So the question becomes, can the examination process be used for a fishing expedition or does the Trustee or creditor need to have some evidence of wrongdoing? Do they need to have more than just a hunch? The BC court decision I am going to now describe seems to answer that question.

Bankruptcy fraud: Examination of the bankrupt court case background

The matter is Hanlon (Re), 2021 BCSC 40. Mr. Hanlon wants his bankruptcy discharge. However, a major creditor of his has reason to suspect that there is more information to be learned about Mr. Hanlon’s conduct, affairs and property. The creditor made an application under section 163(2) of the BIA.

A lady called Ms. Johnson acquired a judgment against Mr. Hanlon after a five-day defamation trial that occurred in August 2018. Ms. Johnson was granted an award of $27,500 against Mr. Hanlon.

On June 14, 2019, Mr. Hanlon filed a proposal under BIA. The proposal was unsuccessful and Mr. Hanlon was deemed to have filed an assignment in bankruptcy. The effect was as if Mr. Hanlon chose himself filing for bankruptcy. At the meeting of creditors, Mr. Hanlon said, which is recorded in the Minutes, that “there was an expectation that any amounts owing to his mother would be deducted from his inheritance.” The lawyer from the law firm representing Ms. Johnson was appointed an Inspector in the bankruptcy administration.

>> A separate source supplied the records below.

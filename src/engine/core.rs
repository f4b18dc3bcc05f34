mod args;
pub mod catalog;
pub mod constants;
mod defaults;
mod settings;
mod types;

pub use args::{ArgumentCompiler, resolve_device};
pub use catalog::{
    NVENC_ENCODERS, NumericOption, OptionCatalog, OptionCatalogEntry, OptionKind, ToggleOption,
    keys,
};
pub use defaults::{ensure_entry, ensure_in_range, ensure_toggle, ensure_valid};
pub use settings::{MemorySettings, Settings, SettingsExt};
pub use types::{Choice, CompiledArguments, DeviceRecord, SettingValue, format_command};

Ms. Johnson opposed the bankrupt’s discharge as she suspects bankruptcy fraud. On February 3, 2020, she filed an amended proof of claim. In it, she made an unsecured claim for $94,443.01, consisting of the original judgment, post-judgment interest, and a claim of $66,788.26 for special costs.

bankruptcy fraud
bankruptcy fraud

Bankruptcy fraud: The position of the bankrupt, creditor and Trustee

The creditor

Ms. Johnson is concerned that the bankrupt is trying to commit bankruptcy fraud. She argues that Mr. Hanlon and his mother should each be subjected to an examination for the purposes of finding more information to ensure that she can canvass concerns connected to:

  • If he is a beneficiary under his mother’s will and the potential of an inheritance being received.
  • Info about the status of his chequing account and credit cards, including his use of his mom’s bank card.
  • Cash and loans Mr. Hanlon might have received from his mom and step-father.
  • Exactly How Mr. Hanlon is paying for expenditures.
  • Particulars any businesses the bankrupt runs, the revenue he gains, and whether he has been purposefully underemployed.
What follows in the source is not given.